• **THE PROBLEM**: Go through the listing and copy every line word for word.

== PROVIDED DATA ==

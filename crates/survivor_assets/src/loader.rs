use std::io::ErrorKind;
use std::path::Path;

use glam::Vec2;
use image::RgbaImage;
use survivor_core::{FrameSet, SpriteFrame};

use crate::error::AssetError;
use crate::manifest::{AssetManifest, SequenceLayout};
use crate::store::ImageStore;

/// Everything the game needs from disk, decoded and registered.
#[derive(Debug, Clone)]
pub struct LoadedAssets {
    pub store: ImageStore,
    pub background: SpriteFrame,
    pub moving: FrameSet,
    pub idle: FrameSet,
    pub reloading: FrameSet,
}

/// Read and decode one image as RGBA8.
pub fn load_image(path: &Path) -> Result<RgbaImage, AssetError> {
    let bytes = std::fs::read(path).map_err(|source| match source.kind() {
        ErrorKind::NotFound => AssetError::Missing {
            path: path.to_path_buf(),
        },
        _ => AssetError::Io {
            path: path.to_path_buf(),
            source,
        },
    })?;
    let image = image::load_from_memory(&bytes).map_err(|source| AssetError::Decode {
        path: path.to_path_buf(),
        source,
    })?;
    Ok(image.to_rgba8())
}

fn register(store: &mut ImageStore, path: &Path) -> Result<SpriteFrame, AssetError> {
    let image = load_image(path)?;
    let size = Vec2::new(image.width() as f32, image.height() as f32);
    log::debug!("loaded {} ({}x{})", path.display(), size.x, size.y);
    let id = store.insert(path.display().to_string(), image);
    Ok(SpriteFrame::new(id, size))
}

fn load_sequence(
    store: &mut ImageStore,
    manifest: &AssetManifest,
    seq: &SequenceLayout,
) -> Result<FrameSet, AssetError> {
    let frames = manifest
        .sequence_paths(seq)
        .iter()
        .map(|path| register(store, path))
        .collect::<Result<Vec<_>, _>>()?;
    FrameSet::new(frames).ok_or_else(|| AssetError::EmptySequence {
        name: seq.name.clone(),
    })
}

/// Load the background and the three player animations.  Stops at the first
/// file that is missing or cannot be decoded.
pub fn load_assets(manifest: &AssetManifest) -> Result<LoadedAssets, AssetError> {
    let mut store = ImageStore::new();
    let background = register(&mut store, &manifest.background_path())?;
    let moving = load_sequence(&mut store, manifest, &manifest.moving)?;
    let idle = load_sequence(&mut store, manifest, &manifest.idle)?;
    let reloading = load_sequence(&mut store, manifest, &manifest.reloading)?;

    log::info!(
        "loaded {} images from {}",
        store.len(),
        manifest.root.display()
    );
    Ok(LoadedAssets {
        store,
        background,
        moving,
        idle,
        reloading,
    })
}

#[cfg(test)]
mod tests {
    use std::path::PathBuf;

    use super::*;

    // per-test directory so tests can run in parallel
    fn scratch_dir(name: &str) -> PathBuf {
        let dir = std::env::temp_dir().join(format!(
            "survivor_assets_{}_{}",
            name,
            std::process::id()
        ));
        let _ = std::fs::remove_dir_all(&dir);
        std::fs::create_dir_all(&dir).unwrap();
        dir
    }

    fn write_png(path: &Path, w: u32, h: u32) {
        std::fs::create_dir_all(path.parent().unwrap()).unwrap();
        RgbaImage::from_pixel(w, h, image::Rgba([10, 200, 30, 255]))
            .save(path)
            .unwrap();
    }

    fn populate(manifest: &AssetManifest) {
        write_png(&manifest.background_path(), 16, 8);
        for (i, seq) in [&manifest.moving, &manifest.idle, &manifest.reloading]
            .into_iter()
            .enumerate()
        {
            for path in manifest.sequence_paths(seq) {
                write_png(&path, 4 + i as u32, 3);
            }
        }
    }

    #[test]
    fn loads_full_layout() {
        let dir = scratch_dir("full");
        let manifest = AssetManifest::with_root(&dir);
        populate(&manifest);

        let assets = load_assets(&manifest).unwrap();
        assert_eq!(assets.store.len(), 13);
        assert_eq!(assets.background.size, Vec2::new(16.0, 8.0));
        assert_eq!(assets.moving.len(), 4);
        assert_eq!(assets.idle.frame(0).size, Vec2::new(5.0, 3.0));
        // ids are handed out in load order
        assert_eq!(assets.background.texture.index(), 0);
        assert_eq!(assets.moving.frame(0).texture.index(), 1);
        assert_eq!(assets.reloading.frame(3).texture.index(), 12);

        std::fs::remove_dir_all(dir).ok();
    }

    #[test]
    fn missing_frame_is_reported() {
        let dir = scratch_dir("missing");
        let manifest = AssetManifest::with_root(&dir);
        populate(&manifest);
        let gone = manifest.sequence_paths(&manifest.idle)[2].clone();
        std::fs::remove_file(&gone).unwrap();

        match load_assets(&manifest) {
            Err(AssetError::Missing { path }) => assert_eq!(path, gone),
            other => panic!("expected Missing, got {other:?}"),
        }

        std::fs::remove_dir_all(dir).ok();
    }

    #[test]
    fn garbage_file_fails_to_decode() {
        let dir = scratch_dir("garbage");
        let manifest = AssetManifest::with_root(&dir);
        populate(&manifest);
        std::fs::write(manifest.background_path(), b"not a png").unwrap();

        let err = load_assets(&manifest).unwrap_err();
        assert!(matches!(err, AssetError::Decode { .. }), "{err:?}");
        assert_eq!(err.path(), Some(manifest.background_path().as_path()));

        std::fs::remove_dir_all(dir).ok();
    }

    #[test]
    fn zero_frames_is_an_error() {
        let dir = scratch_dir("empty");
        let manifest = AssetManifest {
            frame_count: 0,
            ..AssetManifest::with_root(&dir)
        };
        populate(&manifest);

        assert!(matches!(
            load_assets(&manifest),
            Err(AssetError::EmptySequence { .. })
        ));

        std::fs::remove_dir_all(dir).ok();
    }
}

===

• **EXPECTED ANSWER**:
filename crates/survivor_assets/src/loader.rs
use std::io::ErrorKind;
use std::path::Path;

use glam::Vec2;
use image::RgbaImage;
use survivor_core::{FrameSet, SpriteFrame};

use crate::error::AssetError;
use crate::manifest::{AssetManifest, SequenceLayout};
use crate::store::ImageStore;

/// Everything the game needs from disk, decoded and registered.
#[derive(Debug, Clone)]
pub struct LoadedAssets {
    pub store: ImageStore,
    pub background: SpriteFrame,
    pub moving: FrameSet,
    pub idle: FrameSet,
    pub reloading: FrameSet,
}

/// Read and decode one image as RGBA8.
pub fn load_image(path: &Path) -> Result<RgbaImage, AssetError> {
    let bytes = std::fs::read(path).map_err(|source| match source.kind() {
        ErrorKind::NotFound => AssetError::Missing {
            path: path.to_path_buf(),
        },
        _ => AssetError::Io {
            path: path.to_path_buf(),
            source,
        },
    })?;
    let image = image::load_from_memory(&bytes).map_err(|source| AssetError::Decode {
        path: path.to_path_buf(),
        source,
    })?;
    Ok(image.to_rgba8())
}

fn register(store: &mut ImageStore, path: &Path) -> Result<SpriteFrame, AssetError> {
    let image = load_image(path)?;
    let size = Vec2::new(image.width() as f32, image.height() as f32);
    log::debug!("loaded {} ({}x{})", path.display(), size.x, size.y);
    let id = store.insert(path.display().to_string(), image);
    Ok(SpriteFrame::new(id, size))
}

fn load_sequence(
    store: &mut ImageStore,
    manifest: &AssetManifest,
    seq: &SequenceLayout,
) -> Result<FrameSet, AssetError> {
    let frames = manifest
        .sequence_paths(seq)
        .iter()
        .map(|path| register(store, path))
        .collect::<Result<Vec<_>, _>>()?;
    FrameSet::new(frames).ok_or_else(|| AssetError::EmptySequence {
        name: seq.name.clone(),
    })
}

/// Load the background and the three player animations.  Stops at the first
/// file that is missing or cannot be decoded.
pub fn load_assets(manifest: &AssetManifest) -> Result<LoadedAssets, AssetError> {
    let mut store = ImageStore::new();
    let background = register(&mut store, &manifest.background_path())?;
    let moving = load_sequence(&mut store, manifest, &manifest.moving)?;
    let idle = load_sequence(&mut store, manifest, &manifest.idle)?;
    let reloading = load_sequence(&mut store, manifest, &manifest.reloading)?;

    log::info!(
        "loaded {} images from {}",
        store.len(),
        manifest.root.display()
    );
    Ok(LoadedAssets {
        store,
        background,
        moving,
        idle,
        reloading,
    })
}

#[cfg(test)]
mod tests {
    use std::path::PathBuf;

    use super::*;

    // per-test directory so tests can run in parallel
    fn scratch_dir(name: &str) -> PathBuf {
        let dir = std::env::temp_dir().join(format!(
            "survivor_assets_{}_{}",
            name,
            std::process::id()
        ));
        let _ = std::fs::remove_dir_all(&dir);
        std::fs::create_dir_all(&dir).unwrap();
        dir
    }

    fn write_png(path: &Path, w: u32, h: u32) {
        std::fs::create_dir_all(path.parent().unwrap()).unwrap();
        RgbaImage::from_pixel(w, h, image::Rgba([10, 200, 30, 255]))
            .save(path)
            .unwrap();
    }

    fn populate(manifest: &AssetManifest) {
        write_png(&manifest.background_path(), 16, 8);
        for (i, seq) in [&manifest.moving, &manifest.idle, &manifest.reloading]
            .into_iter()
            .enumerate()
        {
            for path in manifest.sequence_paths(seq) {
                write_png(&path, 4 + i as u32, 3);
            }
        }
    }

    #[test]
    fn loads_full_layout() {
        let dir = scratch_dir("full");
        let manifest = AssetManifest::with_root(&dir);
        populate(&manifest);

        let assets = load_assets(&manifest).unwrap();
        assert_eq!(assets.store.len(), 13);
        assert_eq!(assets.background.size, Vec2::new(16.0, 8.0));
        assert_eq!(assets.moving.len(), 4);
        assert_eq!(assets.idle.frame(0).size, Vec2::new(5.0, 3.0));
        // ids are handed out in load order
        assert_eq!(assets.background.texture.index(), 0);
        assert_eq!(assets.moving.frame(0).texture.index(), 1);
        assert_eq!(assets.reloading.frame(3).texture.index(), 12);

        std::fs::remove_dir_all(dir).ok();
    }

    #[test]
    fn missing_frame_is_reported() {
        let dir = scratch_dir("missing");
        let manifest = AssetManifest::with_root(&dir);
        populate(&manifest);
        let gone = manifest.sequence_paths(&manifest.idle)[2].clone();
        std::fs::remove_file(&gone).unwrap();

        match load_assets(&manifest) {
            Err(AssetError::Missing { path }) => assert_eq!(path, gone),
            other => panic!("expected Missing, got {other:?}"),
        }

        std::fs::remove_dir_all(dir).ok();
    }

    #[test]
    fn garbage_file_fails_to_decode() {
        let dir = scratch_dir("garbage");
        let manifest = AssetManifest::with_root(&dir);
        populate(&manifest);
        std::fs::write(manifest.background_path(), b"not a png").unwrap();

        let err = load_assets(&manifest).unwrap_err();
        assert!(matches!(err, AssetError::Decode { .. }), "{err:?}");
        assert_eq!(err.path(), Some(manifest.background_path().as_path()));

        std::fs::remove_dir_all(dir).ok();
    }

    #[test]
    fn zero_frames_is_an_error() {
        let dir = scratch_dir("empty");
        let manifest = AssetManifest {
            frame_count: 0,
            ..AssetManifest::with_root(&dir)
        };
        populate(&manifest);

        assert!(matches!(
            load_assets(&manifest),
            Err(AssetError::EmptySequence { .. })
        ));

        std::fs::remove_dir_all(dir).ok();
    }
}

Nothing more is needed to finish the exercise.